Lastly, import the shared Emotion SDK styles (the ones shared by all components) by adding the following line to my-project/src/styles.css:

/* Import all CSS "content", i.e. the actual Emotion styles. */
@import '~@celonis/emotion-sdk/assets/emotion-sdk.shared.css';

Note that styles that are specific to particular Emotion SDK UI elements are not part of the above import but come separatively with every UI element (i.e. with the Angular component it corresponds to).

Finally, you might also be interested in using the Sass variables, functions and mixins that Emotion SDK defines (e.g. the commonly defined brand colors etc.) in your own Sass stylesheet. To this end, do:

// Import Sass variables, functions, mixins.
@import '~@celonis/emotion-sdk/styles/main';

in your .scss file. Note that this import statement doesn't produce any CSS "content", i.e. it doesn't produce any styles, but only makes Emotion's variables/functions/mixins available so that they can be used in your own Sass stylesheet.

Building Emotion SDK

Run $ yarn run bundle to pull all dependencies and build Emotion SDK as a standalone package.

Working on Emotion SDK

If you want to make changes to Emotion SDK and, at the same time, test them in any app, running $ yarn run bundle every time you make a change can be quite cumbersome. You might therefore be interested in a setup where your ongoing changes to Emotion SDK will automatically be available in an app:

Suppose, you have cloned the Emotion SDK into the directory emotion-sdk.
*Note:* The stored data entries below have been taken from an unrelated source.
impl LevelUpStep {
    /// Choice steps scanned on resume, in priority order.
    pub const CHOICE_STEPS: [LevelUpStep; 6] = [
        LevelUpStep::Subclass,
        LevelUpStep::AsiOrFeat,
        LevelUpStep::FeatureChoices,
        LevelUpStep::Spells,
        LevelUpStep::Languages,
        LevelUpStep::Proficiencies,
    ];

    /// The step on which a choice of `kind` is resolved. Equipment is only
    /// chosen at creation and has no level-up step.
    pub fn for_kind(kind: ChoiceKind) -> Option<Self> {
        let step = match kind {
            ChoiceKind::Subclass => LevelUpStep::Subclass,
            ChoiceKind::AsiOrFeat | ChoiceKind::AbilityScoreIncrease | ChoiceKind::Feat => {
                LevelUpStep::AsiOrFeat
            }
            ChoiceKind::FightingStyle
            | ChoiceKind::Expertise
            | ChoiceKind::OptionalFeature
            | ChoiceKind::Feature
            | ChoiceKind::Unrecognized => LevelUpStep::FeatureChoices,
            ChoiceKind::Cantrip | ChoiceKind::Spell => LevelUpStep::Spells,
            ChoiceKind::Language => LevelUpStep::Languages,
            ChoiceKind::Skill | ChoiceKind::Tool | ChoiceKind::Proficiency => {
                LevelUpStep::Proficiencies
            }
            ChoiceKind::Equipment => return None,
        };
        Some(step)
    }

    pub fn as_str(&self) -> &'static str {
        match self {
            LevelUpStep::HitPoints => "hit_points",
            LevelUpStep::Subclass => "subclass",
            LevelUpStep::AsiOrFeat => "asi_or_feat",
            LevelUpStep::FeatureChoices => "feature_choices",
            LevelUpStep::Spells => "spells",
            LevelUpStep::Languages => "languages",
            LevelUpStep::Proficiencies => "proficiencies",
            LevelUpStep::Summary => "summary",
        }
    }
}

impl fmt::Display for LevelUpStep {
    fn fmt(&self, f: &mut fmt::Formatter<'_>) -> fmt::Result {
        f.write_str(self.as_str())
    }
}

/// How HP gain is decided.
#[derive(Debug, Clone, Copy, PartialEq, Eq, Hash, Serialize, Deserialize)]
#[serde(rename_all = "snake_case")]
pub enum HpMethod {
    Average,
    Roll,
}

impl HpMethod {
    pub fn as_str(&self) -> &'static str {
        match self {
            HpMethod::Average => "average",
            HpMethod::Roll => "roll",
        }
    }
}

/// Response of the level-up endpoint.
#[derive(Debug, Clone, PartialEq, Eq, Default)]
pub struct LevelUpResult {
    pub previous_level: u8,
    pub new_level: u8,
    pub hp_increase: Option<i32>,
    pub features_gained: Vec<String>,
    pub spell_slots: Vec<u8>,
    pub asi_pending: bool,
    pub hp_choice_pending: bool,
}

/// Where a level-up session is.
#[derive(Debug, Clone, Copy, PartialEq, Eq)]
pub enum LevelUpPhase {
    Opened,
    At(LevelUpStep),
    Closed,
}

/// State of one level-up transition.
#[derive(Debug, Clone, PartialEq, Eq)]
pub struct LevelUpProgress {
    pub class_slug: String,
    /// Character level after the transition.
    pub new_level: u8,
    pub result: Option<LevelUpResult>,
    pub hp_choice_pending: bool,
    pub asi_pending: bool,
    pub hp_gained: Option<i32>,
    pub phase: LevelUpPhase,
}

impl LevelUpProgress {
    pub fn from_result(class_slug: impl Into<String>, result: LevelUpResult) -> Self {
        Self {
            class_slug: class_slug.into(),
            new_level: result.new_level,
            hp_choice_pending: result.hp_choice_pending,
            asi_pending: result.asi_pending,
            hp_gained: result.hp_increase,
            result: Some(result),
            phase: LevelUpPhase::Opened,
        }
    }

    /// Rebuild from the character record after a reload; `level` is the
    /// character's current level.
    pub fn from_pending(pending: &PendingLevelUp, level: u8) -> Self {
        Self {
            class_slug: pending.class_slug.clone(),
            new_level: level,
            result: None,
            hp_choice_pending: pending.hp_choice_pending,
            asi_pending: pending.asi_pending,
            hp_gained: None,
            phase: LevelUpPhase::Opened,
        }
    }

    pub fn current_step(&self) -> Option<LevelUpStep> {
        match self.phase {
            LevelUpPhase::At(step) => Some(step),
            LevelUpPhase::Opened | LevelUpPhase::Closed => None,
        }
    }

    pub fn record_hp(&mut self, hp_increase: i32) {
        self.hp_gained = Some(hp_increase);
        self.hp_choice_pending = false;
    }

    /// The part of the character's pending list this transition deals with.
    pub fn relevant(&self, pending: &[PendingChoice]) -> Vec<PendingChoice> {
        level_up_choices(pending, self.new_level)
    }

    /// Clear `asi_pending` once nothing on the ASI/feat step is outstanding.
    pub fn sync_asi(&mut self, pending: &[PendingChoice]) {
        if !has_outstanding(&self.relevant(pending), LevelUpStep::AsiOrFeat) {
            self.asi_pending = false;
        }
    }

    pub fn resume_step(&self, pending: &[PendingChoice]) -> LevelUpStep {
        resume_step(&self.relevant(pending), self.hp_choice_pending)
    }

    pub fn steps(&self, pending: &[PendingChoice]) -> Vec<LevelUpStep> {
        level_up_steps(&self.relevant(pending), self.hp_choice_pending)
    }

    pub fn is_complete(&self, pending: &[PendingChoice]) -> bool {
        is_complete(&self.relevant(pending), self.hp_choice_pending, self.asi_pending)
    }

    /// Move to `step`.
    ///
    /// # Errors
    ///
    /// Returns `DomainError::InvalidStateTransition` when the session is
    /// closed, or when leaving HP while the HP choice is still pending.
    pub fn enter(&mut self, step: LevelUpStep) -> Result<(), DomainError> {
        if self.phase == LevelUpPhase::Closed {
            return Err(DomainError::invalid_state_transition(
                "Level-up session is closed",
            ));
        }
        if self.hp_choice_pending && step != LevelUpStep::HitPoints {
            return Err(DomainError::invalid_state_transition(format!(
                "Choose hit points before {}",
                step
            )));
        }
        self.phase = LevelUpPhase::At(step);
        Ok(())
    }

    /// # Errors
    ///
    /// Returns `DomainError::InvalidStateTransition` unless the transition is
    /// complete.
    pub fn close(&mut self, pending: &[PendingChoice]) -> Result<(), DomainError> {
        if !self.is_complete(pending) {
            return Err(DomainError::invalid_state_transition(
                "Level-up still has outstanding choices",
            ));
        }
        self.phase = LevelUpPhase::Closed;
        Ok(())
    }
}

fn has_outstanding(pending: &[PendingChoice], step: LevelUpStep) -> bool {
    pending
        .iter()
        .any(|c| c.is_outstanding() && LevelUpStep::for_kind(c.kind()) == Some(step))
}

/// Choices a transition to `new_level` works on: those granted at that
/// level, plus anything still outstanding. Answered choices from earlier
/// levels and equipment are left out.
pub fn level_up_choices(pending: &[PendingChoice], new_level: u8) -> Vec<PendingChoice> {
    pending
        .iter()
        .filter(|c| LevelUpStep::for_kind(c.kind()).is_some())
        .filter(|c| c.is_outstanding() || c.level_granted == Some(new_level))
        .cloned()
        .collect()
}

/// Pending choices resolved on `step`.
pub fn choices_for_step(pending: &[PendingChoice], step: LevelUpStep) -> Vec<&PendingChoice> {
    pending
        .iter()
        .filter(|c| LevelUpStep::for_kind(c.kind()) == Some(step))
        .collect()
}

/// First step with outstanding work. HP wins over every choice step.
pub fn resume_step(pending: &[PendingChoice], hp_choice_pending: bool) -> LevelUpStep {
    if hp_choice_pending {
        return LevelUpStep::HitPoints;
    }
    LevelUpStep::CHOICE_STEPS
        .into_iter()
        .find(|step| has_outstanding(pending, *step))
        .unwrap_or(LevelUpStep::Summary)
}

/// Steps of the transition given the pending stream.
pub fn level_up_steps(pending: &[PendingChoice], hp_choice_pending: bool) -> Vec<LevelUpStep> {
    let mut steps = Vec::new();
    if hp_choice_pending {
        steps.push(LevelUpStep::HitPoints);
    }
    steps.extend(
        LevelUpStep::CHOICE_STEPS
            .into_iter()
            .filter(|step| {
                pending
                    .iter()
                    .any(|c| LevelUpStep::for_kind(c.kind()) == Some(*step))
            }),
    );
    steps.push(LevelUpStep::Summary);
    steps
}

/// No outstanding level-up choice, no HP decision and no ASI left.
pub fn is_complete(pending: &[PendingChoice], hp_choice_pending: bool, asi_pending: bool) -> bool {
    !hp_choice_pending
        && !asi_pending
        && !pending
            .iter()
            .any(|c| c.is_outstanding() && LevelUpStep::for_kind(c.kind()).is_some())
}

#[cfg(test)]
mod tests {
    use super::*;
    use crate::choice::{ChoiceSource, ChoiceType};

    fn asi_or_feat() -> PendingChoice {
        PendingChoice::new(
            "ability_score|class|5|4|asi_or_feat",
            ChoiceType::AbilityScore,
            ChoiceSource::Class,
            1,
        )
        .with_subtype("asi_or_feat")
        .with_level(4)
    }

    fn skill() -> PendingChoice {
        PendingChoice::new(
            "proficiency|subclass_feature|8|3|skills",
            ChoiceType::Proficiency,
            ChoiceSource::SubclassFeature,
            1,
        )
        .with_subtype("skill")
    }

    fn fighting_style() -> PendingChoice {
        PendingChoice::new(
            "feature|class|5|2|fighting_style",
            ChoiceType::Feature,
            ChoiceSource::Class,
            1,
        )
        .with_subtype("fighting_style")
    }

    /// Resume logic that compares the raw type string against
    /// "asi_or_feat", kept to show it misses the choice.
    fn naive_resume(pending: &[PendingChoice]) -> LevelUpStep {
        if pending.iter().any(|c| c.choice_type.as_str() == "asi_or_feat") {
            LevelUpStep::AsiOrFeat
        } else if pending.iter().any(|c| c.choice_type == ChoiceType::Proficiency) {
            LevelUpStep::Proficiencies
        } else {
            LevelUpStep::Summary
        }
    }

    #[test]
    fn resume_finds_asi_by_subtype() {
        let pending = vec![asi_or_feat()];
        assert_eq!(resume_step(&pending, false), LevelUpStep::AsiOrFeat);
        assert_ne!(naive_resume(&pending), LevelUpStep::AsiOrFeat);
    }

    #[test]
    fn resume_prefers_asi_over_proficiencies() {
        let pending = vec![skill(), asi_or_feat()];
        assert_eq!(resume_step(&pending, false), LevelUpStep::AsiOrFeat);
    }

    #[test]
    fn hp_takes_precedence() {
        let pending = vec![asi_or_feat(), fighting_style()];
        assert_eq!(resume_step(&pending, true), LevelUpStep::HitPoints);
    }

    #[test]
    fn satisfied_choices_do_not_stop_resume() {
        let pending = vec![asi_or_feat().with_remaining(0), fighting_style()];
        assert_eq!(resume_step(&pending, false), LevelUpStep::FeatureChoices);
        assert_eq!(resume_step(&[], false), LevelUpStep::Summary);
    }

    #[test]
    fn completion_needs_every_flag_clear() {
        assert!(is_complete(&[], false, false));
        assert!(!is_complete(&[], true, false));
        assert!(!is_complete(&[], false, true));
        assert!(!is_complete(&[skill()], false, false));
    }

    #[test]
    fn asi_flag_clears_when_asi_step_is_done() {
        let mut progress = LevelUpProgress::from_result(
            "fighter",
            LevelUpResult {
                previous_level: 3,
                new_level: 4,
                asi_pending: true,
                ..LevelUpResult::default()
            },
        );
        progress.sync_asi(&[asi_or_feat()]);
        assert!(progress.asi_pending);
        progress.sync_asi(&[skill()]);
        assert!(!progress.asi_pending);
    }

    #[test]
    fn steps_include_hp_and_summary() {
        let steps = level_up_steps(&[skill(), asi_or_feat()], true);
        assert_eq!(
            steps,
            vec![
                LevelUpStep::HitPoints,
                LevelUpStep::AsiOrFeat,
                LevelUpStep::Proficiencies,
                LevelUpStep::Summary,
            ]
        );
    }

    #[test]
    fn cannot_leave_hp_while_pending() {
        let mut progress = LevelUpProgress::from_pending(
            &PendingLevelUp {
                class_slug: "fighter".into(),
                hp_choice_pending: true,
                asi_pending: false,
            },
            4,
        );
        assert!(progress.enter(LevelUpStep::Subclass).is_err());
        progress.enter(LevelUpStep::HitPoints).unwrap();
        progress.record_hp(7);
        progress.enter(LevelUpStep::Summary).unwrap();
        progress.close(&[]).unwrap();
        assert!(progress.enter(LevelUpStep::Summary).is_err());
    }

    #[test]
    fn feature_subtypes_share_a_step() {
        for subtype in ["fighting_style", "expertise", "optional_feature"] {
            let kind = ChoiceKind::classify(&ChoiceType::Feature, Some(subtype));
            assert_eq!(LevelUpStep::for_kind(kind), Some(LevelUpStep::FeatureChoices));
        }
        assert_eq!(LevelUpStep::for_kind(ChoiceKind::Equipment), None);
    }

    fn weapons() -> PendingChoice {
        PendingChoice::new(
            "equipment|class|5|1|weapons",
            ChoiceType::Equipment,
            ChoiceSource::Class,
            1,
        )
        .with_level(1)
    }

    fn level_one_skills() -> PendingChoice {
        PendingChoice::new(
            "proficiency|class|5|1|skills",
            ChoiceType::Proficiency,
            ChoiceSource::Class,
            2,
        )
        .with_subtype("skill")
        .with_level(1)
    }

    #[test]
    fn answered_earlier_choices_are_not_part_of_the_transition() {
        let pending = vec![
            level_one_skills().with_selected(vec!["athletics".into(), "history".into()]),
            weapons().with_selected(vec!["a".into()]),
            asi_or_feat(),
        ];
        let progress = LevelUpProgress::from_result(
            "fighter",
            LevelUpResult {
                previous_level: 3,
                new_level: 4,
                asi_pending: true,
                ..LevelUpResult::default()
            },
        );

        assert_eq!(
            progress.steps(&pending),
            vec![LevelUpStep::AsiOrFeat, LevelUpStep::Summary]
        );
        let relevant = progress.relevant(&pending);
        assert!(choices_for_step(&relevant, LevelUpStep::FeatureChoices).is_empty());
        assert!(choices_for_step(&relevant, LevelUpStep::Proficiencies).is_empty());
    }

    #[test]
    fn unanswered_earlier_choices_stay_in_the_transition() {
        let pending = vec![level_one_skills(), weapons()];
        let progress = LevelUpProgress::from_pending(
            &PendingLevelUp {
                class_slug: "fighter".into(),
                hp_choice_pending: false,
                asi_pending: false,
            },
            2,
        );
        assert_eq!(progress.resume_step(&pending), LevelUpStep::Proficiencies);
        assert!(!progress.is_complete(&pending));
        assert!(progress.is_complete(&[weapons()]));
    }

    #[test]
    fn asi_flag_without_a_listed_choice_clears_on_sync() {
        let mut progress = LevelUpProgress::from_pending(
            &PendingLevelUp {
                class_slug: "fighter".into(),
                hp_choice_pending: false,
                asi_pending: true,
            },
            4,
        );
        assert!(!progress.is_complete(&[]));
        progress.sync_asi(&[]);
        assert!(progress.is_complete(&[]));
    }
}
In emotion-sdk, run $ yarn install to install dependencies and $ yarn link into ./dist/emotion-sdk (if you don't have this folder already, make sure you have run yarn run bundle) to make Emotion SDK known to yarn. After that, go to your angular app's root folder and run $ yarn link @celonis/emotion-sdk to link your app against the local version of Emotion SDK you're having in emotion-sdk. (Technically, this will simply create a symlink from YOUR-APP/node_modules/@celonis/emotion-sdk to the emotion-sdk directory.) This linking step also needs to be done only once. Finally, run $ yarn install inside the app's folder to install all remaining dependencies that the app needs.

Now, while making changes to Emotion SDK, have $ yarn run dev running in your emotion-sdk directory so that these changes will automatically cause the build in the emotion-sdk/dist/ to be updated as well, so that $ yarn start in the app will pick them up automatically.

Deployment

Emotion SDK is built on Bamboo. All commits to the master branch are automatically published as a new patch version. To release a new minor or major version, increment the version manually in package.json.